Immediately deductible items include prorated real estate taxes, loan origination fees (points), and prorated mortgage interest. Most everything else is added to your home’s basis and includes things like real estate commissions, attorney fees, and recording costs. Often times one of the largest parts of the closing costs are amounts paid to establish escrows for property taxes and insurances. Escrow amounts are not immediately deductible and do not add to your home’s basis. Since escrows are merely funds set aside in a separate account, they do not become deductions until your escrow agent actually submits those amounts for payment on property taxes (property insurance is a personal expense and is not deductible when escrowed or paid).
The points you pay on a mortgage are deductible the year you make the purchase. You can deduct any points you paid if you meet the following criteria:
- The loan is secured by your primary residence and the loan was used to buy, improve or build the home;
- The points are computed as a percentage of the loan principal;
- The points are clearly delineated on the buyer’s settlement statement; and
- You put cash into your home purchase in an amount at least equal to the points you were charged.
You may also deduct points that a seller paid for you at closing. When a seller pays points for the buyer (or in other words, buys the mortgage rate down) the buyer gets a lower mortgage rate and can claim the point’s deduction on their return.
Although you may deduct points paid on an original mortgage the year in which they are paid, you also have the option to deduct them ratably over the life of the loan. Keep this in mind if you don’t have enough deductions to fully utilize itemizing your points all in one year.
When real property is sold, the buyer and seller must apportion the real estate taxes for the year of sale. The agreement between the buyer and seller concerning who pays the taxes does not necessarily determine who gets to deduct the taxes. This is because a taxpayer cannot deduct real property taxes actually imposed on another taxpayer, unless the buyer pays delinquent taxes imposed on the seller; then that amount is added to his basis of the property. Generally, regardless of the taxpayer’s overall method of accounting, the date of sale and the real property tax year determine each party’s share of the taxes.
Essentially, property taxes must be apportioned between the buyer and seller based on the number of days each held the property during the property tax year. For this reason, if you buy or sell your home during the tax year it will be necessary to trace your real estate tax payments made at closing to your settlement statement.

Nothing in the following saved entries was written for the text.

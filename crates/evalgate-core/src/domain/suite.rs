//! Eval suite definitions as handed over by a suite loader.

use std::fmt;

use serde::{Deserialize, Serialize};

/// Stable key identifying one eval suite (a file path or logical name).
#[derive(Debug, Clone, PartialEq, Eq, PartialOrd, Ord, Hash, Serialize, Deserialize)]
#[serde(transparent)]
pub struct SuiteId(String);

impl SuiteId {
    pub fn new(id: impl Into<String>) -> Self {
        Self(id.into())
    }

    pub fn as_str(&self) -> &str {
        &self.0
    }
}

impl fmt::Display for SuiteId {
    fn fmt(&self, f: &mut fmt::Formatter<'_>) -> fmt::Result {
        f.write_str(&self.0)
    }
}

impl From<&str> for SuiteId {
    fn from(id: &str) -> Self {
        Self::new(id)
    }
}

impl From<String> for SuiteId {
    fn from(id: String) -> Self {
        Self(id)
    }
}

/// One check attached to a case. Opaque to the core: only the grader
/// interprets `kind` and `params`.
#[derive(Debug, Clone, Serialize, Deserialize, PartialEq)]
pub struct Check {
    /// Identifier reported in `failed_checks` when this check fails.
    pub id: String,

    /// Check kind understood by the grader (e.g. `llm_judge`, `match`).
    pub kind: String,

    /// Check-specific parameters.
    #[serde(default)]
    pub params: serde_json::Value,
}

impl Check {
    pub fn new(id: impl Into<String>, kind: impl Into<String>, params: serde_json::Value) -> Self {
        Self {
            id: id.into(),
            kind: kind.into(),
            params,
        }
    }
}

/// A single prompt within a suite.
#[derive(Debug, Clone, Serialize, Deserialize, PartialEq)]
pub struct EvalCase {
    /// Prompt sent to the subject, preserved verbatim in results.
    pub input: String,

    /// Extra context forwarded to the subject alongside the prompt.
    #[serde(default)]
    pub context: serde_json::Value,

    /// Checks the grader applies to the response.
    #[serde(default)]
    pub checks: Vec<Check>,

    /// Tags for categorizing cases.
    #[serde(default)]
    pub tags: Vec<String>,
}

impl EvalCase {
    pub fn new(input: impl Into<String>) -> Self {
        Self {
            input: input.into(),
            context: serde_json::Value::Null,
            checks: Vec::new(),
            tags: Vec::new(),
        }
    }

    /// Attach a check.
    pub fn with_check(mut self, check: Check) -> Self {
        self.checks.push(check);
        self
    }

    /// Set the subject context.
    pub fn with_context(mut self, context: serde_json::Value) -> Self {
        self.context = context;
        self
    }

    /// Add a tag.
    pub fn with_tag(mut self, tag: impl Into<String>) -> Self {
        self.tags.push(tag.into());
        self
    }
}

/// A complete suite: an ordered list of cases under one identifier.
#[derive(Debug, Clone, Serialize, Deserialize, PartialEq)]
pub struct SuiteDefinition {
    pub id: SuiteId,

    /// Human-readable name for reporting.
    pub name: String,

    /// Cases in declaration order.
    pub cases: Vec<EvalCase>,
}

impl SuiteDefinition {
    pub fn new(id: impl Into<SuiteId>, name: impl Into<String>) -> Self {
        Self {
            id: id.into(),
            name: name.into(),
            cases: Vec::new(),
        }
    }

    /// Append a case, keeping declaration order.
    pub fn add_case(mut self, case: EvalCase) -> Self {
        self.cases.push(case);
        self
    }
}
#[cfg(test)]
mod tests {
    use super::*;
    use std::sync::atomic::{AtomicUsize, Ordering};

    type FanOut = ParallelFanOut<String, u32, String>;

    fn keys(ids: &[&str]) -> Vec<String> {
        ids.iter().map(|s| s.to_string()).collect()
    }

    #[tokio::test]
    async fn test_duplicate_keys_run_once() {
        let fan = FanOut::new(SingleFlight::new(), FanOutConfig::default());
        let calls = Arc::new(AtomicUsize::new(0));

        let out = fan
            .run_all(&keys(&["a", "a", "b"]), |k| {
                let calls = Arc::clone(&calls);
                async move {
                    calls.fetch_add(1, Ordering::SeqCst);
                    Ok(k.len() as u32)
                }
            })
            .await
            .unwrap();

        assert_eq!(out.len(), 2);
        assert_eq!(calls.load(Ordering::SeqCst), 2);
    }

    #[tokio::test(start_paused = true)]
    async fn test_concurrency_cap_is_respected() {
        let config = FanOutConfig {
            max_concurrent_suites: Some(2),
            ..FanOutConfig::default()
        };
        let fan = FanOut::new(SingleFlight::new(), config);
        let in_flight = Arc::new(AtomicUsize::new(0));
        let peak = Arc::new(AtomicUsize::new(0));

        let out = fan
            .run_all(&keys(&["a", "b", "c", "d", "e"]), |_| {
                let in_flight = Arc::clone(&in_flight);
                let peak = Arc::clone(&peak);
                async move {
                    let now = in_flight.fetch_add(1, Ordering::SeqCst) + 1;
                    peak.fetch_max(now, Ordering::SeqCst);
                    tokio::time::sleep(Duration::from_millis(50)).await;
                    in_flight.fetch_sub(1, Ordering::SeqCst);
                    Ok(1)
                }
            })
            .await
            .unwrap();

        assert_eq!(out.len(), 5);
        assert!(peak.load(Ordering::SeqCst) <= 2);
    }

    #[tokio::test(start_paused = true)]
    async fn test_cap_is_shared_across_concurrent_fan_outs() {
        let config = FanOutConfig {
            max_concurrent_suites: Some(1),
            ..FanOutConfig::default()
        };
        let fan = FanOut::new(SingleFlight::new(), config);
        let in_flight = Arc::new(AtomicUsize::new(0));
        let peak = Arc::new(AtomicUsize::new(0));
        let run = |_: String| {
            let in_flight = Arc::clone(&in_flight);
            let peak = Arc::clone(&peak);
            async move {
                let now = in_flight.fetch_add(1, Ordering::SeqCst) + 1;
                peak.fetch_max(now, Ordering::SeqCst);
                tokio::time::sleep(Duration::from_millis(50)).await;
                in_flight.fetch_sub(1, Ordering::SeqCst);
                Ok::<u32, String>(1)
            }
        };

        // A caller that gives up keeps its run, and its permit, alive.
        let gave_up =
            tokio::time::timeout(Duration::from_millis(10), fan.run_all(&keys(&["x"]), run)).await;
        assert!(gave_up.is_err());

        let left_keys = keys(&["a", "b"]);
        let right_keys = keys(&["c", "d"]);
        let (left, right) = tokio::join!(
            fan.run_all(&left_keys, run),
            fan.run_all(&right_keys, run),
        );

        assert_eq!(left.unwrap().len(), 2);
        assert_eq!(right.unwrap().len(), 2);
        assert_eq!(peak.load(Ordering::SeqCst), 1);
    }

    #[tokio::test(start_paused = true)]
    async fn test_default_config_does_not_serialize() {
        let fan = FanOut::new(SingleFlight::new(), FanOutConfig::default());
        let in_flight = Arc::new(AtomicUsize::new(0));
        let peak = Arc::new(AtomicUsize::new(0));
        let ids: Vec<String> = (0..12).map(|i| format!("suite-{i}")).collect();

        let out = fan
            .run_all(&ids, |_| {
                let in_flight = Arc::clone(&in_flight);
                let peak = Arc::clone(&peak);
                async move {
                    let now = in_flight.fetch_add(1, Ordering::SeqCst) + 1;
                    peak.fetch_max(now, Ordering::SeqCst);
                    tokio::time::sleep(Duration::from_millis(50)).await;
                    in_flight.fetch_sub(1, Ordering::SeqCst);
                    Ok(1)
                }
            })
            .await
            .unwrap();

        assert_eq!(out.len(), 12);
        assert_eq!(peak.load(Ordering::SeqCst), 12);
    }

    #[tokio::test(start_paused = true)]
    async fn test_deadline_under_cap_poisons_queued_keys() {
        let config = FanOutConfig {
            max_concurrent_suites: Some(1),
            deadline_secs: Some(5),
            ..FanOutConfig::default()
        };
        let fan = FanOut::new(SingleFlight::new(), config);
        let started = Arc::new(AtomicUsize::new(0));
        let stuck = keys(&["stuck0", "stuck1", "stuck2"]);
        let run = |_: String| {
            let started = Arc::clone(&started);
            async move {
                started.fetch_add(1, Ordering::SeqCst);
                tokio::time::sleep(Duration::from_secs(3600)).await;
                Ok::<u32, String>(1)
            }
        };

        let err = fan.run_all(&stuck, run).await.unwrap_err();
        assert_eq!(
            err,
            FanOutError::DeadlineExceeded {
                after: Duration::from_secs(5),
                pending: stuck.clone(),
            }
        );
        assert!(err.to_string().contains("3 key(s) unresolved"));
        for key in &stuck {
            assert!(matches!(
                fan.cache().peek(key),
                Some(Err(FlightError::Poisoned(_)))
            ));
        }

        // Replayed from the cache, never run fresh.
        let again = fan.run_all_settled(&keys(&["stuck2"]), run).await.unwrap();
        assert!(matches!(again[0].1, Err(FlightError::Poisoned(_))));
        assert_eq!(started.load(Ordering::SeqCst), 1);
    }

    #[tokio::test(start_paused = true)]
    async fn test_settle_all_reports_first_failure_in_request_order() {
        let fan = FanOut::new(SingleFlight::new(), FanOutConfig::default());

        let err = fan
            .run_all(&keys(&["slow-bad", "fast-bad", "ok"]), |k| async move {
                if k == "slow-bad" {
                    tokio::time::sleep(Duration::from_millis(100)).await;
                }
                if k.ends_with("bad") {
                    Err(format!("{k} exploded"))
                } else {
                    Ok(1)
                }
            })
            .await
            .unwrap_err();

        assert_eq!(
            err,
            FanOutError::Key {
                key: "slow-bad".to_string(),
                cause: FlightError::Failed("slow-bad exploded".to_string()),
            }
        );
        // Siblings were allowed to settle.
        assert!(fan.cache().peek(&"ok".to_string()).unwrap().is_ok());
    }

    #[tokio::test(start_paused = true)]
    async fn test_fail_fast_returns_first_completed_failure() {
        let config = FanOutConfig {
            join_policy: JoinPolicy::FailFast,
            ..FanOutConfig::default()
        };
        let fan = FanOut::new(SingleFlight::new(), config);

        let err = fan
            .run_all(&keys(&["slow", "bad"]), |k| async move {
                if k == "slow" {
                    tokio::time::sleep(Duration::from_secs(10)).await;
                    Ok(1)
                } else {
                    Err("bad".to_string())
                }
            })
            .await
            .unwrap_err();

        assert!(matches!(err, FanOutError::Key { ref key, .. } if key == "bad"));
    }

    #[tokio::test(start_paused = true)]
    async fn test_deadline_poisons_pending_entries() {
        let config = FanOutConfig {
            deadline_secs: Some(5),
            ..FanOutConfig::default()
        };
        let fan = FanOut::new(SingleFlight::new(), config);

        let err = fan
            .run_all(&keys(&["quick", "stuck"]), |k| async move {
                if k == "stuck" {
                    tokio::time::sleep(Duration::from_secs(3600)).await;
                }
                Ok(1)
            })
            .await
            .unwrap_err();

        assert_eq!(
            err,
            FanOutError::DeadlineExceeded {
                after: Duration::from_secs(5),
                pending: vec!["stuck".to_string()],
            }
        );
        assert!(fan.cache().peek(&"quick".to_string()).unwrap().is_ok());
        assert!(matches!(
            fan.cache().peek(&"stuck".to_string()),
            Some(Err(FlightError::Poisoned(_)))
        ));
    }

    #[tokio::test]
    async fn test_run_all_settled_returns_every_outcome() {
        let fan = FanOut::new(SingleFlight::new(), FanOutConfig::default());

        let outcomes = fan
            .run_all_settled(&keys(&["a", "b", "c"]), |k| async move {
                if k == "b" {
                    Err("nope".to_string())
                } else {
                    Ok(1)
                }
            })
            .await
            .unwrap();

        let summary: Vec<(&str, bool)> = outcomes
            .iter()
            .map(|(k, o)| (k.as_str(), o.is_ok()))
            .collect();
        assert_eq!(summary, vec![("a", true), ("b", false), ("c", true)]);
    }

    #[test]
    fn test_config_validation() {
        assert!(FanOutConfig::default().validate().is_ok());
        assert_eq!(FanOutConfig::default().max_concurrent_suites, None);
        let zero = FanOutConfig {
            max_concurrent_suites: Some(0),
            ..FanOutConfig::default()
        };
        assert!(zero.validate().is_err());
    }
}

To view the full article on Tax Tips for Homeowners please visit: http://www.dh-cpa.com/client_media/files/pdf/2014HomeownerTaxTips.pdf
Davis & Hodgdon Associates CPAs has been assisting nonprofits, individuals and businesses with tax and accounting services in the Burlington Vermont Metro area for more than 20 years. If you have any questions or concerns please feel free to call 802.878.1963 or email [email protected].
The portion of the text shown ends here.